The meaning of “life” and “death” appear to be intuitively obvious until we start asking specifically “what is it that is alive?” “Organism” can be a tricky concept. The term implies that something is organized, but science would reject the questions “by whom?” and “for what end?” We might accept “by what?” (natural selection) and “to what end?” (reproductive success), but when we attempt precision – and prediction – using these answers, we find them elusive.
It can be useful to distinguish between the person, the organism, and the system, all of which might be considered alive, but not in the same way.
PETERSON ET AL. 2010
Peterson, Michael, William Hasker, Bruce Reichenbach, and David Basinger (2010) Philosophy of religion: selected readings. Oxford University Press. pp. 461-464.
Does some aspect of the person persist through death? Christians have claimed that people persist through death or are, in some way, reconstituted after death? Note that these are very different positions.
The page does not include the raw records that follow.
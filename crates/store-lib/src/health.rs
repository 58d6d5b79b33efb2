//! Health check infrastructure for the runtime store
//!
//! Tracks the health of the store's collaborators and whether the watch
//! caches have completed their initial listing, for Kubernetes liveness
//! and readiness probes.

use serde::{Deserialize, Serialize};
use std::collections::HashMap;
use std::sync::Arc;
use tokio::sync::RwLock;

/// Health status of a component
#[derive(Debug, Clone, Copy, PartialEq, Eq, Serialize, Deserialize)]
#[serde(rename_all = "lowercase")]
pub enum ComponentStatus {
    /// Component is functioning normally
    Healthy,
    /// Component is experiencing issues but still operational
    Degraded,
    /// Component has failed
    Unhealthy,
}

impl ComponentStatus {
    /// Returns true if the component is at least partially operational
    pub fn is_operational(&self) -> bool {
        matches!(self, ComponentStatus::Healthy | ComponentStatus::Degraded)
    }
}

#[derive(Debug, Clone, Serialize, Deserialize)]
pub struct ComponentHealth {
    pub status: ComponentStatus,
    #[serde(skip_serializing_if = "Option::is_none")]
    pub message: Option<String>,
    pub last_check_timestamp: i64,
}

impl ComponentHealth {
    fn with_status(status: ComponentStatus, message: Option<String>) -> Self {
        Self {
            status,
            message,
            last_check_timestamp: chrono::Utc::now().timestamp(),
        }
    }

    pub fn healthy() -> Self {
        Self::with_status(ComponentStatus::Healthy, None)
    }

    pub fn degraded(message: impl Into<String>) -> Self {
        Self::with_status(ComponentStatus::Degraded, Some(message.into()))
    }

    pub fn unhealthy(message: impl Into<String>) -> Self {
        Self::with_status(ComponentStatus::Unhealthy, Some(message.into()))
    }
}

/// Overall health response
#[derive(Debug, Clone, Serialize, Deserialize)]
pub struct HealthResponse {
    pub status: ComponentStatus,
    pub components: HashMap<String, ComponentHealth>,
}

impl HealthResponse {
    /// Worst status across all components
    pub fn compute_status(components: &HashMap<String, ComponentHealth>) -> ComponentStatus {
        let mut has_degraded = false;

        for health in components.values() {
            match health.status {
                ComponentStatus::Unhealthy => return ComponentStatus::Unhealthy,
                ComponentStatus::Degraded => has_degraded = true,
                ComponentStatus::Healthy => {}
            }
        }

        if has_degraded {
            ComponentStatus::Degraded
        } else {
            ComponentStatus::Healthy
        }
    }
}

/// Readiness response
#[derive(Debug, Clone, Serialize, Deserialize)]
pub struct ReadinessResponse {
    pub ready: bool,
    #[serde(skip_serializing_if = "Option::is_none")]
    pub reason: Option<String>,
    /// Object kinds still waiting for their initial listing
    #[serde(default, skip_serializing_if = "Vec::is_empty")]
    pub pending_kinds: Vec<String>,
}

/// Component names for health tracking
pub mod components {
    pub const WATCHERS: &str = "watchers";
    pub const STORE: &str = "store";
    pub const PERSISTENCE: &str = "persistence";
}

/// Health registry for tracking component health
#[derive(Debug, Clone)]
pub struct HealthRegistry {
    components: Arc<RwLock<HashMap<String, ComponentHealth>>>,
    /// None once synced, otherwise the kinds still listing
    pending: Arc<RwLock<Option<Vec<String>>>>,
}

impl Default for HealthRegistry {
    fn default() -> Self {
        Self::new()
    }
}

impl HealthRegistry {
    pub fn new() -> Self {
        Self {
            components: Arc::new(RwLock::new(HashMap::new())),
            pending: Arc::new(RwLock::new(Some(Vec::new()))),
        }
    }

    /// Register a component with initial healthy status
    pub async fn register(&self, name: &str) {
        self.update(name, ComponentHealth::healthy()).await;
    }

    pub async fn update(&self, name: &str, health: ComponentHealth) {
        let mut components = self.components.write().await;
        components.insert(name.to_string(), health);
    }

    pub async fn set_healthy(&self, name: &str) {
        self.update(name, ComponentHealth::healthy()).await;
    }

    pub async fn set_degraded(&self, name: &str, message: impl Into<String>) {
        self.update(name, ComponentHealth::degraded(message)).await;
    }

    pub async fn set_unhealthy(&self, name: &str, message: impl Into<String>) {
        self.update(name, ComponentHealth::unhealthy(message)).await;
    }

    /// Record which kinds have not finished listing; empty means synced
    pub async fn set_pending_kinds(&self, kinds: Vec<String>) {
        let mut pending = self.pending.write().await;
        *pending = if kinds.is_empty() { None } else { Some(kinds) };
    }

    /// Mark the store synced
    pub async fn set_ready(&self, ready: bool) {
        let mut pending = self.pending.write().await;
        *pending = if ready { None } else { Some(Vec::new()) };
    }

    pub async fn health(&self) -> HealthResponse {
        let components = self.components.read().await.clone();
        let status = HealthResponse::compute_status(&components);
        HealthResponse { status, components }
    }

    pub async fn readiness(&self) -> ReadinessResponse {
        let pending = self.pending.read().await.clone();
        let health = self.health().await;

        match pending {
            Some(kinds) => ReadinessResponse {
                ready: false,
                reason: Some("Watch caches not yet synced".to_string()),
                pending_kinds: kinds,
            },
            None if health.status == ComponentStatus::Unhealthy => ReadinessResponse {
                ready: false,
                reason: Some("Critical component unhealthy".to_string()),
                pending_kinds: Vec::new(),
            },
            None => ReadinessResponse {
                ready: true,
                reason: None,
                pending_kinds: Vec::new(),
            },
        }
    }
}

#[cfg(test)]
mod tests {
    use super::*;

    #[tokio::test]
    async fn test_health_registry_initial_state() {
        let registry = HealthRegistry::new();
        let health = registry.health().await;

        assert_eq!(health.status, ComponentStatus::Healthy);
        assert!(health.components.is_empty());
    }

    #[tokio::test]
    async fn test_degraded_persistence_degrades_overall() {
        let registry = HealthRegistry::new();
        registry.register(components::WATCHERS).await;
        registry.register(components::PERSISTENCE).await;

        registry
            .set_degraded(components::PERSISTENCE, "slow declared-state lookups")
            .await;

        let health = registry.health().await;
        assert_eq!(health.status, ComponentStatus::Degraded);
        assert!(health.status.is_operational());
    }

    #[tokio::test]
    async fn test_readiness_reports_pending_kinds() {
        let registry = HealthRegistry::new();
        registry
            .set_pending_kinds(vec!["Pod".to_string(), "Endpoints".to_string()])
            .await;

        let readiness = registry.readiness().await;
        assert!(!readiness.ready);
        assert_eq!(readiness.pending_kinds, vec!["Pod", "Endpoints"]);

        registry.set_pending_kinds(Vec::new()).await;
        assert!(registry.readiness().await.ready);
    }

    #[tokio::test]
    async fn test_readiness_not_ready_when_unhealthy() {
        let registry = HealthRegistry::new();
        registry.register(components::WATCHERS).await;
        registry.set_ready(true).await;
        registry
            .set_unhealthy(components::WATCHERS, "watch stream failed")
            .await;

        let readiness = registry.readiness().await;
        assert!(!readiness.ready);
        assert!(readiness.pending_kinds.is_empty());
    }
}
//! Error types for the runtime store

use thiserror::Error;

/// Errors surfaced by the store and its collaborators
#[derive(Debug, Error)]
pub enum StoreError {
    /// The platform has no declared-state record for this service
    #[error("service {0} not found in declared state")]
    ServiceNotFound(String),

    /// A persistence lookup found nothing
    #[error("record not found: {0}")]
    NotFound(String),

    #[error("persistence error: {0}")]
    Persistence(#[source] anyhow::Error),

    #[error("kubernetes api error: {0}")]
    Kube(#[from] kube::Error),

    #[error("store is not ready: {0}")]
    NotReady(String),
}

impl StoreError {
    /// Whether the error means the object or record does not exist
    pub fn is_not_found(&self) -> bool {
        match self {
            StoreError::NotFound(_) => true,
            StoreError::Kube(e) => is_kube_not_found(e),
            _ => false,
        }
    }
}

/// Returns true when the API server answered 404
pub fn is_kube_not_found(err: &kube::Error) -> bool {
    matches!(err, kube::Error::Api(resp) if resp.code == 404)
}

pub type Result<T, E = StoreError> = std::result::Result<T, E>;
//! Watch multiplexer
//!
//! One watch stream per tracked kind, each feeding its own [`ObjectCache`]
//! and forwarding the resulting notifications to a shared [`EventSink`].
//! Ordering holds per object within a kind; nothing is ordered across kinds.

mod cache;

pub use cache::{object_key, ObjectCache};

use crate::observability::StoreMetrics;
use async_trait::async_trait;
use futures::StreamExt;
use k8s_openapi::api::apps::v1::{Deployment, ReplicaSet, StatefulSet};
use k8s_openapi::api::autoscaling::v2::HorizontalPodAutoscaler;
use k8s_openapi::api::core::v1::{
    ConfigMap, Endpoints, Event, Node, PersistentVolumeClaim, Pod, Secret, Service,
};
use k8s_openapi::api::networking::v1::Ingress;
use k8s_openapi::api::storage::v1::StorageClass;
use kube::runtime::{watcher, WatchStreamExt};
use kube::{Api, Client, Resource};
use serde::de::DeserializeOwned;
use std::fmt;
use std::sync::Arc;
use tokio::sync::broadcast;
use tokio::task::JoinHandle;
use tracing::{debug, info, warn};

/// A change to one watched object
#[derive(Debug, Clone)]
pub enum ResourceEvent<K> {
    Create(Arc<K>),
    Update { old: Arc<K>, new: Arc<K> },
    Delete(Arc<K>),
}

impl<K> ResourceEvent<K> {
    pub fn event_type(&self) -> &'static str {
        match self {
            ResourceEvent::Create(_) => "create",
            ResourceEvent::Update { .. } => "update",
            ResourceEvent::Delete(_) => "delete",
        }
    }

    /// The object as it is now (or was, for a delete)
    pub fn object(&self) -> &Arc<K> {
        match self {
            ResourceEvent::Create(obj) | ResourceEvent::Delete(obj) => obj,
            ResourceEvent::Update { new, .. } => new,
        }
    }
}

/// Every kind the store watches
#[derive(Debug, Clone, Copy, PartialEq, Eq, Hash)]
pub enum ObjectKind {
    Deployment,
    StatefulSet,
    ReplicaSet,
    Service,
    Ingress,
    Secret,
    ConfigMap,
    Claim,
    Hpa,
    Pod,
    Endpoints,
    Node,
    StorageClass,
    Event,
}

impl ObjectKind {
    pub const ALL: [ObjectKind; 14] = [
        ObjectKind::Deployment,
        ObjectKind::StatefulSet,
        ObjectKind::ReplicaSet,
        ObjectKind::Service,
        ObjectKind::Ingress,
        ObjectKind::Secret,
        ObjectKind::ConfigMap,
        ObjectKind::Claim,
        ObjectKind::Hpa,
        ObjectKind::Pod,
        ObjectKind::Endpoints,
        ObjectKind::Node,
        ObjectKind::StorageClass,
        ObjectKind::Event,
    ];

    pub fn as_str(&self) -> &'static str {
        match self {
            ObjectKind::Deployment => "Deployment",
            ObjectKind::StatefulSet => "StatefulSet",
            ObjectKind::ReplicaSet => "ReplicaSet",
            ObjectKind::Service => "Service",
            ObjectKind::Ingress => "Ingress",
            ObjectKind::Secret => "Secret",
            ObjectKind::ConfigMap => "ConfigMap",
            ObjectKind::Claim => "PersistentVolumeClaim",
            ObjectKind::Hpa => "HorizontalPodAutoscaler",
            ObjectKind::Pod => "Pod",
            ObjectKind::Endpoints => "Endpoints",
            ObjectKind::Node => "Node",
            ObjectKind::StorageClass => "StorageClass",
            ObjectKind::Event => "Event",
        }
    }
}

impl fmt::Display for ObjectKind {
    fn fmt(&self, f: &mut fmt::Formatter<'_>) -> fmt::Result {
        f.write_str(self.as_str())
    }
}

/// A change notification tagged with its kind
#[derive(Debug, Clone)]
pub enum ClusterEvent {
    Deployment(ResourceEvent<Deployment>),
    StatefulSet(ResourceEvent<StatefulSet>),
    ReplicaSet(ResourceEvent<ReplicaSet>),
    Service(ResourceEvent<Service>),
    Ingress(ResourceEvent<Ingress>),
    Secret(ResourceEvent<Secret>),
    ConfigMap(ResourceEvent<ConfigMap>),
    Claim(ResourceEvent<PersistentVolumeClaim>),
    Hpa(ResourceEvent<HorizontalPodAutoscaler>),
    Pod(ResourceEvent<Pod>),
    Endpoints(ResourceEvent<Endpoints>),
    Node(ResourceEvent<Node>),
    StorageClass(ResourceEvent<StorageClass>),
    Event(ResourceEvent<Event>),
}

impl ClusterEvent {
    pub fn kind(&self) -> ObjectKind {
        match self {
            ClusterEvent::Deployment(_) => ObjectKind::Deployment,
            ClusterEvent::StatefulSet(_) => ObjectKind::StatefulSet,
            ClusterEvent::ReplicaSet(_) => ObjectKind::ReplicaSet,
            ClusterEvent::Service(_) => ObjectKind::Service,
            ClusterEvent::Ingress(_) => ObjectKind::Ingress,
            ClusterEvent::Secret(_) => ObjectKind::Secret,
            ClusterEvent::ConfigMap(_) => ObjectKind::ConfigMap,
            ClusterEvent::Claim(_) => ObjectKind::Claim,
            ClusterEvent::Hpa(_) => ObjectKind::Hpa,
            ClusterEvent::Pod(_) => ObjectKind::Pod,
            ClusterEvent::Endpoints(_) => ObjectKind::Endpoints,
            ClusterEvent::Node(_) => ObjectKind::Node,
            ClusterEvent::StorageClass(_) => ObjectKind::StorageClass,
            ClusterEvent::Event(_) => ObjectKind::Event,
        }
    }

    pub fn event_type(&self) -> &'static str {
        match self {
            ClusterEvent::Deployment(e) => e.event_type(),
            ClusterEvent::StatefulSet(e) => e.event_type(),
            ClusterEvent::ReplicaSet(e) => e.event_type(),
            ClusterEvent::Service(e) => e.event_type(),
            ClusterEvent::Ingress(e) => e.event_type(),
            ClusterEvent::Secret(e) => e.event_type(),
            ClusterEvent::ConfigMap(e) => e.event_type(),
            ClusterEvent::Claim(e) => e.event_type(),
            ClusterEvent::Hpa(e) => e.event_type(),
            ClusterEvent::Pod(e) => e.event_type(),
            ClusterEvent::Endpoints(e) => e.event_type(),
            ClusterEvent::Node(e) => e.event_type(),
            ClusterEvent::StorageClass(e) => e.event_type(),
            ClusterEvent::Event(e) => e.event_type(),
        }
    }
}

/// Consumer of change notifications from every watch task
#[async_trait]
pub trait EventSink: Send + Sync {
    async fn handle(&self, event: ClusterEvent);
}

/// Read-only listers over every watched kind
#[derive(Debug)]
pub struct Listers {
    pub deployments: Arc<ObjectCache<Deployment>>,
    pub statefulsets: Arc<ObjectCache<StatefulSet>>,
    pub replicasets: Arc<ObjectCache<ReplicaSet>>,
    pub services: Arc<ObjectCache<Service>>,
    pub ingresses: Arc<ObjectCache<Ingress>>,
    pub secrets: Arc<ObjectCache<Secret>>,
    pub configmaps: Arc<ObjectCache<ConfigMap>>,
    pub claims: Arc<ObjectCache<PersistentVolumeClaim>>,
    pub hpas: Arc<ObjectCache<HorizontalPodAutoscaler>>,
    pub pods: Arc<ObjectCache<Pod>>,
    pub endpoints: Arc<ObjectCache<Endpoints>>,
    pub nodes: Arc<ObjectCache<Node>>,
    pub storage_classes: Arc<ObjectCache<StorageClass>>,
    pub events: Arc<ObjectCache<Event>>,
}

impl Default for Listers {
    fn default() -> Self {
        Self::new()
    }
}

impl Listers {
    pub fn new() -> Self {
        Self {
            deployments: Arc::new(ObjectCache::new(ObjectKind::Deployment)),
            statefulsets: Arc::new(ObjectCache::new(ObjectKind::StatefulSet)),
            replicasets: Arc::new(ObjectCache::new(ObjectKind::ReplicaSet)),
            services: Arc::new(ObjectCache::new(ObjectKind::Service)),
            ingresses: Arc::new(ObjectCache::new(ObjectKind::Ingress)),
            secrets: Arc::new(ObjectCache::new(ObjectKind::Secret)),
            configmaps: Arc::new(ObjectCache::new(ObjectKind::ConfigMap)),
            claims: Arc::new(ObjectCache::new(ObjectKind::Claim)),
            hpas: Arc::new(ObjectCache::new(ObjectKind::Hpa)),
            pods: Arc::new(ObjectCache::new(ObjectKind::Pod)),
            endpoints: Arc::new(ObjectCache::new(ObjectKind::Endpoints)),
            nodes: Arc::new(ObjectCache::new(ObjectKind::Node)),
            storage_classes: Arc::new(ObjectCache::new(ObjectKind::StorageClass)),
            events: Arc::new(ObjectCache::new(ObjectKind::Event)),
        }
    }

    fn sync_flags(&self) -> [(ObjectKind, bool); 14] {
        [
            (ObjectKind::Deployment, self.deployments.is_synced()),
            (ObjectKind::StatefulSet, self.statefulsets.is_synced()),
            (ObjectKind::ReplicaSet, self.replicasets.is_synced()),
            (ObjectKind::Service, self.services.is_synced()),
            (ObjectKind::Ingress, self.ingresses.is_synced()),
            (ObjectKind::Secret, self.secrets.is_synced()),
            (ObjectKind::ConfigMap, self.configmaps.is_synced()),
            (ObjectKind::Claim, self.claims.is_synced()),
            (ObjectKind::Hpa, self.hpas.is_synced()),
            (ObjectKind::Pod, self.pods.is_synced()),
            (ObjectKind::Endpoints, self.endpoints.is_synced()),
            (ObjectKind::Node, self.nodes.is_synced()),
            (ObjectKind::StorageClass, self.storage_classes.is_synced()),
            (ObjectKind::Event, self.events.is_synced()),
        ]
    }

    /// Kinds that have not completed their initial listing
    pub fn unsynced_kinds(&self) -> Vec<ObjectKind> {
        self.sync_flags()
            .into_iter()
            .filter(|(_, synced)| !synced)
            .map(|(kind, _)| kind)
            .collect()
    }

    pub fn is_synced(&self) -> bool {
        self.sync_flags().iter().all(|(_, synced)| *synced)
    }

    /// Mark every kind synced without a cluster (tests, offline runs)
    pub fn mark_all_synced(&self) {
        self.deployments.mark_synced();
        self.statefulsets.mark_synced();
        self.replicasets.mark_synced();
        self.services.mark_synced();
        self.ingresses.mark_synced();
        self.secrets.mark_synced();
        self.configmaps.mark_synced();
        self.claims.mark_synced();
        self.hpas.mark_synced();
        self.pods.mark_synced();
        self.endpoints.mark_synced();
        self.nodes.mark_synced();
        self.storage_classes.mark_synced();
        self.events.mark_synced();
    }
}

/// Spawns and owns one watch task per kind
pub struct WatchMultiplexer {
    client: Client,
    listers: Arc<Listers>,
}

impl WatchMultiplexer {
    pub fn new(client: Client, listers: Arc<Listers>) -> Self {
        Self { client, listers }
    }

    /// Start every watch task; all of them stop on the shutdown signal
    pub fn spawn(
        &self,
        sink: Arc<dyn EventSink>,
        shutdown: &broadcast::Sender<()>,
    ) -> Vec<JoinHandle<()>> {
        let l = &self.listers;
        vec![
            self.spawn_kind(l.deployments.clone(), ClusterEvent::Deployment, &sink, shutdown),
            self.spawn_kind(l.statefulsets.clone(), ClusterEvent::StatefulSet, &sink, shutdown),
            self.spawn_kind(l.replicasets.clone(), ClusterEvent::ReplicaSet, &sink, shutdown),
            self.spawn_kind(l.services.clone(), ClusterEvent::Service, &sink, shutdown),
            self.spawn_kind(l.ingresses.clone(), ClusterEvent::Ingress, &sink, shutdown),
            self.spawn_kind(l.secrets.clone(), ClusterEvent::Secret, &sink, shutdown),
            self.spawn_kind(l.configmaps.clone(), ClusterEvent::ConfigMap, &sink, shutdown),
            self.spawn_kind(l.claims.clone(), ClusterEvent::Claim, &sink, shutdown),
            self.spawn_kind(l.hpas.clone(), ClusterEvent::Hpa, &sink, shutdown),
            self.spawn_kind(l.pods.clone(), ClusterEvent::Pod, &sink, shutdown),
            self.spawn_kind(l.endpoints.clone(), ClusterEvent::Endpoints, &sink, shutdown),
            self.spawn_kind(l.nodes.clone(), ClusterEvent::Node, &sink, shutdown),
            self.spawn_kind(l.storage_classes.clone(), ClusterEvent::StorageClass, &sink, shutdown),
            self.spawn_kind(l.events.clone(), ClusterEvent::Event, &sink, shutdown),
        ]
    }

    fn spawn_kind<K>(
        &self,
        cache: Arc<ObjectCache<K>>,
        wrap: fn(ResourceEvent<K>) -> ClusterEvent,
        sink: &Arc<dyn EventSink>,
        shutdown: &broadcast::Sender<()>,
    ) -> JoinHandle<()>
    where
        K: Resource<DynamicType = ()> + Clone + DeserializeOwned + fmt::Debug + Send + Sync + 'static,
    {
        let api: Api<K> = Api::all(self.client.clone());
        tokio::spawn(run_watch(api, cache, wrap, sink.clone(), shutdown.subscribe()))
    }
}

async fn run_watch<K>(
    api: Api<K>,
    cache: Arc<ObjectCache<K>>,
    wrap: fn(ResourceEvent<K>) -> ClusterEvent,
    sink: Arc<dyn EventSink>,
    mut shutdown: broadcast::Receiver<()>,
) where
    K: Resource<DynamicType = ()> + Clone + DeserializeOwned + fmt::Debug + Send + Sync + 'static,
{
    let kind = cache.kind();
    let metrics = StoreMetrics::new();
    info!(kind = %kind, "Starting watch");

    let mut stream = watcher(api, watcher::Config::default())
        .default_backoff()
        .boxed();

    loop {
        tokio::select! {
            next = stream.next() => match next {
                Some(Ok(event)) => {
                    let was_synced = cache.is_synced();
                    for change in cache.apply(event) {
                        sink.handle(wrap(change)).await;
                    }
                    if !was_synced && cache.is_synced() {
                        info!(kind = %kind, objects = cache.len(), "Initial listing complete");
                    }
                }
                Some(Err(e)) => {
                    metrics.inc_watch_error(kind.as_str());
                    warn!(kind = %kind, error = %e, "Watch stream error, retrying with backoff");
                }
                None => {
                    warn!(kind = %kind, "Watch stream ended");
                    break;
                }
            },
            _ = shutdown.recv() => {
                debug!(kind = %kind, "Stopping watch");
                break;
            }
        }
    }
}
Humans may have an immortal component that survives, usually called a soul. (Plato, Augustine, Ibn Sina, Maimonides, Ibn Rushd, Aquinas; not Biblical)
Alternatively, God may recreate individuals in the world to come. (Also Aquinas)
It is important to ask what persists in either case. Will the memory be retained? The character? The relationships? The will? Different authors construct this differently. General consensus holds that “self” will persist, but what is self?
Dualist interpretations often make the physical organism corruptible and the spiritual or mental intellect immortal. (Plato, Descartes)
Is there a difference between a continuous person (Locke claimed that identity is continual consciousness, though sleep may be a problem here) and a recreated person (John Hick imagines God creating a replica of the individual from memory)?
How would we convince ourselves of life after death? Authority? A priori arguments (e.g., Plato, Kant)? A posteriori arguments (e.g., resurrection or transmission of information from a non-physical entity to a physical observer)? Note that the question of resuscitation vs. resurrection is one of continuity vs. recreation. Is this tractable in science?
Hindu, Buddhist, and Taoist thinkers suggest that the question is poorly framed. Aspects of life may be passed on (e.g., karma) without any individual or essential self. If there is transmission, what is the unit of transmission? Alternatively, there may be only one self (e.g., Atman) existing in multiple manifestations. The discussion hangs on ontology – what fundamental things you can talk about.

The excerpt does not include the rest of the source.